The PCs are here because they think they need the help from the Duke to deal with the goblins and save the land; this is actually what drives the conflict, because he feels that he should be the one protecting his land. What do the people pay taxes for, if rogues can do his job for him, for free?
So we have a pretty sweet conflict in the mix. Nice.
If I was prepping this, I'd come up with a list of actions the Duke might try out.
-Challenge them with a legal issue. Maybe he wants everything they've found in their adventures; it doesn't belong to them, it belongs to him, and if he wants their help he should give it to him. If they agree, this could end the challenge right there.
-Act high and mighty and insulting, calling them names (like graverobbers), hoping that they will respond in kind - so then he can throw them out for insolence. Add a few failed rolls in here and he could potentially arrest them.
-If we have some successes, he'll try to give them support that he knows will fail. Maybe he'll conscript some drunkards, slaves who will run at the first chance, and criminals as his force. When this fails, it's all good, then he can send in his own army to clean up.
-Maybe one thing the Duke tries is that he demands they sign an oath to carry out his wishes. If they break it, they'll be outlaws. And if they sign it, the skill challenge can end without a roll. But maybe they negotiate it a bit and try to work out a better deal; failure might mean that he just tells them to get lost.
Blah blah blah. Basically I'm getting in the head of the Duke, trying to figure out what he wants (and remembering that what he wants is in direct conflict with the PC's goals), and pushing for it.
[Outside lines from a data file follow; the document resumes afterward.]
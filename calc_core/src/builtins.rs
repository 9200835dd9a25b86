//! # Built-in Calculators
//!
//! The stock calculator set, expressed as plain [`CalculatorConfig`] data
//! through the generic engine, the same definitions a deployment would
//! otherwise author in the management UI. They double as realistic
//! fixtures for tests and the CLI.
//!
//! Definitions live behind a `Lazy` static; call [`seed_store`] to get a
//! [`MemoryStore`] preloaded with all of them.

use once_cell::sync::Lazy;

use crate::config::CalculatorConfig;
use crate::result::{ResultConfig, ResultFormat, ResultRange};
use crate::schema::{FieldKind, FieldSchema, OptionValue, SelectOption};
use crate::store::MemoryStore;

/// All built-in calculator definitions.
pub static BUILTINS: Lazy<Vec<CalculatorConfig>> = Lazy::new(|| {
    vec![
        bmi(),
        emi(),
        simple_interest(),
        compound_growth(),
    ]
});

/// A memory store preloaded with every built-in calculator.
pub fn seed_store() -> MemoryStore {
    let mut store = MemoryStore::new();
    for config in BUILTINS.iter() {
        // definitions are validated by the test suite; a bad one is a bug
        store
            .insert(config.clone())
            .unwrap_or_else(|e| panic!("built-in config rejected: {}", e));
    }
    store
}

fn number_field(
    name: &str,
    label: &str,
    unit: Option<&str>,
    min: f64,
    max: f64,
    step: f64,
) -> FieldSchema {
    FieldSchema {
        name: name.to_string(),
        label: label.to_string(),
        kind: FieldKind::Number {
            unit: unit.map(str::to_string),
            min: Some(min),
            max: Some(max),
            step: Some(step),
        },
        required: true,
        help_text: None,
    }
}

fn range(min: Option<f64>, max: Option<f64>, status: &str, color: &str) -> ResultRange {
    ResultRange {
        min,
        max,
        status: status.to_string(),
        color: Some(color.to_string()),
        description: None,
    }
}

fn bmi() -> CalculatorConfig {
    let mut config = CalculatorConfig::new(
        "BMI Calculator",
        "bmi",
        "health",
        vec![
            number_field("weightKg", "Weight", Some("kg"), 1.0, 500.0, 0.1),
            number_field("heightM", "Height", Some("m"), 0.5, 3.0, 0.01),
        ],
        "weightKg / (heightM * heightM)",
        ResultConfig {
            label: "Your BMI".to_string(),
            unit: None,
            format: ResultFormat::Number,
            precision: Some(1),
            ranges: vec![
                range(Some(0.0), Some(18.5), "Underweight", "blue"),
                range(Some(18.5), Some(25.0), "Normal weight", "green"),
                range(Some(25.0), Some(30.0), "Overweight", "orange"),
                range(Some(30.0), None, "Obese", "red"),
            ],
        },
    );
    config.description = Some("Body Mass Index from weight and height".to_string());
    config.icon = Some("activity".to_string());
    config
}

fn emi() -> CalculatorConfig {
    let mut config = CalculatorConfig::new(
        "EMI Calculator",
        "emi",
        "financial",
        vec![
            number_field("principal", "Loan Amount", Some("USD"), 1.0, 100_000_000.0, 100.0),
            number_field("annualRate", "Interest Rate", Some("% p.a."), 0.01, 100.0, 0.05),
            number_field("months", "Tenure", Some("months"), 1.0, 480.0, 1.0),
        ],
        "(principal * (annualRate / 1200) * pow(1 + annualRate / 1200, months)) \
         / (pow(1 + annualRate / 1200, months) - 1)",
        ResultConfig {
            label: "Monthly EMI".to_string(),
            unit: None,
            format: ResultFormat::Currency,
            precision: Some(2),
            ranges: vec![],
        },
    );
    config.description = Some("Equated monthly installment for a loan".to_string());
    config.icon = Some("credit-card".to_string());
    config
}

fn simple_interest() -> CalculatorConfig {
    let mut config = CalculatorConfig::new(
        "Simple Interest",
        "simple-interest",
        "financial",
        vec![
            number_field("principal", "Principal", Some("USD"), 1.0, 100_000_000.0, 100.0),
            number_field("ratePct", "Interest Rate", Some("% p.a."), 0.01, 100.0, 0.05),
            number_field("years", "Duration", Some("years"), 0.5, 50.0, 0.5),
        ],
        "principal * ratePct * years / 100",
        ResultConfig {
            label: "Interest Earned".to_string(),
            unit: None,
            format: ResultFormat::Currency,
            precision: Some(2),
            ranges: vec![],
        },
    );
    config.description = Some("Flat interest over the full duration".to_string());
    config.icon = Some("percent".to_string());
    config
}

fn compound_growth() -> CalculatorConfig {
    let compounding = FieldSchema {
        name: "compoundsPerYear".to_string(),
        label: "Compounding".to_string(),
        kind: FieldKind::Select {
            options: vec![
                SelectOption {
                    value: OptionValue::Number(1.0),
                    label: "Annually".to_string(),
                },
                SelectOption {
                    value: OptionValue::Number(4.0),
                    label: "Quarterly".to_string(),
                },
                SelectOption {
                    value: OptionValue::Number(12.0),
                    label: "Monthly".to_string(),
                },
            ],
        },
        required: true,
        help_text: Some("How often interest is added to the balance".to_string()),
    };

    let mut config = CalculatorConfig::new(
        "Investment Growth",
        "compound-growth",
        "financial",
        vec![
            number_field("principal", "Initial Investment", Some("USD"), 1.0, 100_000_000.0, 100.0),
            number_field("ratePct", "Annual Return", Some("%"), 0.01, 100.0, 0.05),
            number_field("years", "Duration", Some("years"), 1.0, 60.0, 1.0),
            compounding,
        ],
        "principal * pow(1 + ratePct / (100 * compoundsPerYear), compoundsPerYear * years)",
        ResultConfig {
            label: "Future Value".to_string(),
            unit: None,
            format: ResultFormat::Currency,
            precision: Some(2),
            ranges: vec![],
        },
    );
    config.description = Some("Compound growth of a one-time investment".to_string());
    config.icon = Some("trending-up".to_string());
    config
}

#[cfg(test)]
mod tests {
    use super::*;
    use crate::schema::RawValue;
    use crate::session::{CalculatorSession, SessionState};
    use crate::store::NullHistory;

    #[test]
    fn test_every_builtin_validates() {
        for config in BUILTINS.iter() {
            config
                .validate()
                .unwrap_or_else(|e| panic!("{} invalid: {}", config.slug, e));
        }
    }

    #[test]
    fn test_slugs_unique_and_active() {
        let store = seed_store();
        assert_eq!(store.len(), BUILTINS.len());
    }

    #[test]
    fn test_bmi_end_to_end() {
        let mut session = CalculatorSession::new(seed_store(), NullHistory, None);
        session.load("bmi");
        session.set_value("weightKg", RawValue::Number(70.0));
        session.set_value("heightM", RawValue::Number(1.75));
        session.submit();

        assert_eq!(session.result(), Some(22.9));
        let display = session.display().unwrap();
        assert_eq!(display.formatted, "22.9");
        let status = display.status.unwrap();
        assert_eq!(status.status, "Normal weight");
        assert_eq!(status.color.as_deref(), Some("green"));
    }

    #[test]
    fn test_emi_matches_closed_form() {
        let mut session = CalculatorSession::new(seed_store(), NullHistory, None);
        session.load("emi");
        session.set_value("principal", RawValue::Number(100_000.0));
        session.set_value("annualRate", RawValue::Number(12.0));
        session.set_value("months", RawValue::Number(12.0));
        session.submit();

        // mirror the engine's arithmetic (powf) to stay bit-exact
        let r = 12.0f64 / 1200.0;
        let growth = (1.0 + r).powf(12.0);
        let expected = ((100_000.0 * r * growth) / (growth - 1.0) * 100.0).round() / 100.0;
        assert_eq!(session.result(), Some(expected));

        let display = session.display().unwrap();
        assert!(display.formatted.starts_with('$'));
    }

    #[test]
    fn test_simple_interest_exact() {
        let mut session = CalculatorSession::new(seed_store(), NullHistory, None);
        session.load("simple-interest");
        session.set_value("principal", RawValue::Number(1000.0));
        session.set_value("ratePct", RawValue::Number(5.0));
        session.set_value("years", RawValue::Number(2.0));
        session.submit();

        assert_eq!(session.result(), Some(100.0));
        assert_eq!(session.display().unwrap().formatted, "$100.00");
    }

    #[test]
    fn test_compound_growth_with_select_value() {
        let mut session = CalculatorSession::new(seed_store(), NullHistory, None);
        session.load("compound-growth");
        session.set_value("principal", RawValue::Number(1000.0));
        session.set_value("ratePct", RawValue::Number(10.0));
        session.set_value("years", RawValue::Number(2.0));
        // select controls capture the option value as text
        session.set_value("compoundsPerYear", RawValue::from("1"));
        session.submit();

        assert_eq!(session.state(), &SessionState::Evaluated);
        // 1000 * 1.1^2 = 1210
        assert_eq!(session.result(), Some(1210.0));
        assert_eq!(session.display().unwrap().formatted, "$1,210.00");
    }

    #[test]
    fn test_bmi_bounds_enforced() {
        let mut session = CalculatorSession::new(seed_store(), NullHistory, None);
        session.load("bmi");
        session.set_value("weightKg", RawValue::Number(0.5));
        session.set_value("heightM", RawValue::Number(1.75));
        session.submit();

        assert_eq!(
            session.errors().get("weightKg").map(String::as_str),
            Some("Min 1")
        );
    }
}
But if they make a success, it's a success, right? So the Duke has to go along with it. That doesn't mean he changes his mind - unless the DM thinks he would - but maybe he has a grudging respect, understands their authority, or whatever. Whatever the PC is trying to do, he succeeds.
This can make things really cool. Maybe the first roll is a Diplomacy roll to get the Duke to give them the troops. It succeeds. Okay, so he gives them crappy troops, like I said above.
Now: how do the PCs deal with it? Maybe they go back to the Duke and try to get him to provide better ones. (edit: Maybe they threaten him with force, bring up an obscure law, or just talk him into it.) Maybe they try to figure out what he wants and play to that. Maybe they don't even deal with the Duke; maybe they ignore the Duke and decide to whip the NPCs into shape.
Or maybe they get thrown out by the Duke early on and instead try to rally the people to pressure the Duke into dealing with the goblin problem. Failure there might mean a riot put down with force; success means what the PCs want, they get.
Does that make sense, or am I not getting my thoughts across?
edit: You see how the conflict between characters drives the skill challenge, and what each side does - how the characters are roleplayed - moves it along?